Species often experience spatial environmental heterogeneity across their range, and populations may exhibit signatures of adaptation to local environmental characteristics. Other population genetic processes, such as migration and genetic drift, can impede the effects of local adaptation. Genetic drift in particular can have a pronounced effect on population genetic structure during large-scale geographic expansions, where a series of founder effects leads to decreases in genetic variation in the direction of the expansion. Here we explore the genetic diversity of a desert lizard that occupies a wide range of environmental conditions and that has experienced post-glacial expansion northwards along two colonization routes. Based on our analyses of a large SNP dataset, we find evidence that both climate and demographic history have shaped the genetic structure of populations. Pronounced genetic differentiation was evident between populations occupying cold versus hot deserts, and we detected numerous loci with significant associations with climate.
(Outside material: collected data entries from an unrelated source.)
//! Seam between the container backend and the engine that actually runs
//! containers.

use async_trait::async_trait;
use metahost_core::{generate_id, Connection, PortBinding};
use std::collections::HashMap;
use std::sync::atomic::{AtomicBool, AtomicUsize, Ordering};
use std::sync::{Mutex, MutexGuard, PoisonError};
use thiserror::Error;

#[derive(Debug, Clone, PartialEq, Eq, Error)]
pub enum RuntimeError {
    #[error("container '{0}' not found")]
    NotFound(String),
    #[error("image '{0}' not found")]
    ImageNotFound(String),
    #[error("container runtime unavailable: {0}")]
    Unavailable(String),
    #[error("{operation} failed: {reason}")]
    Failed { operation: String, reason: String },
}

/// What to run. `port_bindings` pairs a container port such as `8080/tcp`
/// with the host port it is published on.
#[derive(Debug, Clone, PartialEq, Eq)]
pub struct ContainerSpec {
    pub name: String,
    pub image: String,
    pub environment: Vec<String>,
    pub port_bindings: Vec<(String, u16)>,
}

/// A container as the runtime currently sees it.
#[derive(Debug, Clone, PartialEq, Eq)]
pub struct ContainerState {
    pub id: String,
    pub running: bool,
    pub ports: Connection,
}

impl ContainerState {
    pub fn host_ports(&self) -> Vec<u16> {
        self.ports
            .values()
            .flatten()
            .map(|binding| binding.host_port)
            .collect()
    }
}

#[async_trait]
pub trait ContainerRuntime: Send + Sync {
    /// Container ports the image exposes, e.g. `["8080/tcp"]`.
    async fn exposed_ports(&self, image: &str) -> Result<Vec<String>, RuntimeError>;

    /// Create and start a container, returning its id.
    async fn create_and_start(&self, spec: ContainerSpec) -> Result<String, RuntimeError>;

    async fn inspect(&self, container_id: &str) -> Result<ContainerState, RuntimeError>;

    /// Kill and remove.
    async fn remove(&self, container_id: &str) -> Result<(), RuntimeError>;

    /// Every container the runtime knows, including ones it did not start
    /// for us.
    async fn list(&self) -> Result<Vec<ContainerState>, RuntimeError>;
}

/// Runtime that keeps containers in memory. Used by the standalone binary
/// and by tests, which can also stop containers behind the backend's back
/// and inject failures.
#[derive(Debug, Default)]
pub struct InMemoryContainerRuntime {
    images: Mutex<HashMap<String, Vec<String>>>,
    containers: Mutex<HashMap<String, ContainerState>>,
    fail_create: AtomicBool,
    create_calls: AtomicUsize,
    remove_calls: AtomicUsize,
}

impl InMemoryContainerRuntime {
    pub fn new() -> Self {
        Self::default()
    }

    pub fn with_image(self, image: &str, exposed_ports: &[&str]) -> Self {
        lock(&self.images).insert(
            image.to_string(),
            exposed_ports.iter().map(|p| p.to_string()).collect(),
        );
        self
    }

    /// Make every following `create_and_start` fail.
    pub fn fail_creates(&self, fail: bool) {
        self.fail_create.store(fail, Ordering::SeqCst);
    }

    /// Simulate the container exiting on its own.
    pub fn stop(&self, container_id: &str) -> bool {
        match lock(&self.containers).get_mut(container_id) {
            Some(container) => {
                container.running = false;
                true
            }
            None => false,
        }
    }

    /// Simulate the container being removed out of band.
    pub fn vanish(&self, container_id: &str) -> bool {
        lock(&self.containers).remove(container_id).is_some()
    }

    /// Register a container the backend did not start.
    pub fn adopt(&self, state: ContainerState) {
        lock(&self.containers).insert(state.id.clone(), state);
    }

    pub fn create_calls(&self) -> usize {
        self.create_calls.load(Ordering::SeqCst)
    }

    pub fn remove_calls(&self) -> usize {
        self.remove_calls.load(Ordering::SeqCst)
    }

    pub fn container_count(&self) -> usize {
        lock(&self.containers).len()
    }
}

fn lock<T>(mutex: &Mutex<T>) -> MutexGuard<'_, T> {
    mutex.lock().unwrap_or_else(PoisonError::into_inner)
}

#[async_trait]
impl ContainerRuntime for InMemoryContainerRuntime {
    async fn exposed_ports(&self, image: &str) -> Result<Vec<String>, RuntimeError> {
        lock(&self.images)
            .get(image)
            .cloned()
            .ok_or_else(|| RuntimeError::ImageNotFound(image.to_string()))
    }

    async fn create_and_start(&self, spec: ContainerSpec) -> Result<String, RuntimeError> {
        self.create_calls.fetch_add(1, Ordering::SeqCst);
        if self.fail_create.load(Ordering::SeqCst) {
            return Err(RuntimeError::Failed {
                operation: "create".to_string(),
                reason: format!("refusing to start '{}'", spec.name),
            });
        }

        let mut ports = Connection::new();
        for (container_port, host_port) in spec.port_bindings {
            ports.entry(container_port).or_default().push(PortBinding {
                host_ip: "0.0.0.0".to_string(),
                host_port,
            });
        }

        let id = generate_id();
        lock(&self.containers).insert(
            id.clone(),
            ContainerState {
                id: id.clone(),
                running: true,
                ports,
            },
        );
        Ok(id)
    }

    async fn inspect(&self, container_id: &str) -> Result<ContainerState, RuntimeError> {
        lock(&self.containers)
            .get(container_id)
            .cloned()
            .ok_or_else(|| RuntimeError::NotFound(container_id.to_string()))
    }

    async fn remove(&self, container_id: &str) -> Result<(), RuntimeError> {
        self.remove_calls.fetch_add(1, Ordering::SeqCst);
        lock(&self.containers)
            .remove(container_id)
            .map(|_| ())
            .ok_or_else(|| RuntimeError::NotFound(container_id.to_string()))
    }

    async fn list(&self) -> Result<Vec<ContainerState>, RuntimeError> {
        Ok(lock(&self.containers).values().cloned().collect())
    }
}

#[cfg(test)]
mod tests {
    use super::*;

    fn spec(bindings: &[(&str, u16)]) -> ContainerSpec {
        ContainerSpec {
            name: "i-1".to_string(),
            image: "nginx:latest".to_string(),
            environment: vec![],
            port_bindings: bindings.iter().map(|(p, h)| (p.to_string(), *h)).collect(),
        }
    }

    #[tokio::test]
    async fn test_create_inspect_remove() {
        let runtime = InMemoryContainerRuntime::new();
        let id = runtime
            .create_and_start(spec(&[("80/tcp", 20000), ("443/tcp", 20001)]))
            .await
            .unwrap();

        let state = runtime.inspect(&id).await.unwrap();
        assert!(state.running);
        let mut ports = state.host_ports();
        ports.sort_unstable();
        assert_eq!(ports, vec![20000, 20001]);

        runtime.remove(&id).await.unwrap();
        assert_eq!(
            runtime.inspect(&id).await.unwrap_err(),
            RuntimeError::NotFound(id.clone())
        );
        assert!(matches!(
            runtime.remove(&id).await,
            Err(RuntimeError::NotFound(_))
        ));
        assert_eq!(runtime.remove_calls(), 2);
    }

    #[tokio::test]
    async fn test_exposed_ports() {
        let runtime = InMemoryContainerRuntime::new().with_image("nginx:latest", &["80/tcp"]);
        assert_eq!(
            runtime.exposed_ports("nginx:latest").await.unwrap(),
            vec!["80/tcp"]
        );
        assert!(matches!(
            runtime.exposed_ports("missing").await,
            Err(RuntimeError::ImageNotFound(_))
        ));
    }

    #[tokio::test]
    async fn test_stop_and_vanish() {
        let runtime = InMemoryContainerRuntime::new();
        let id = runtime.create_and_start(spec(&[])).await.unwrap();

        assert!(runtime.stop(&id));
        assert!(!runtime.inspect(&id).await.unwrap().running);
        assert!(runtime.vanish(&id));
        assert_eq!(runtime.container_count(), 0);
    }

    #[tokio::test]
    async fn test_injected_create_failure() {
        let runtime = InMemoryContainerRuntime::new();
        runtime.fail_creates(true);

        assert!(runtime.create_and_start(spec(&[])).await.is_err());
        assert_eq!(runtime.create_calls(), 1);
        assert_eq!(runtime.container_count(), 0);
    }
}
The genetic signal of founder effects, however, is still present in the genomes of the recently expanded populations, which comprise subsets of genetic variation found in the southern populations, and we found substantial evidence that genetic diversity of lizards differs along the two colonization routes.

Methods

We acquired tissue samples (toe or tail tissues) from 72 individuals of P. platyrhinos from 32 localities (1-5 samples/locality) across the species range spanning the Mojave, Sonoran, and Great Basin deserts. We then generated double-digest RADseq libraries for all samples using the protocol of Peterson et al. and processed sequence data with dDocent.

Usage notes

A README file that provides details on each script and data file is provided in the compressed directory.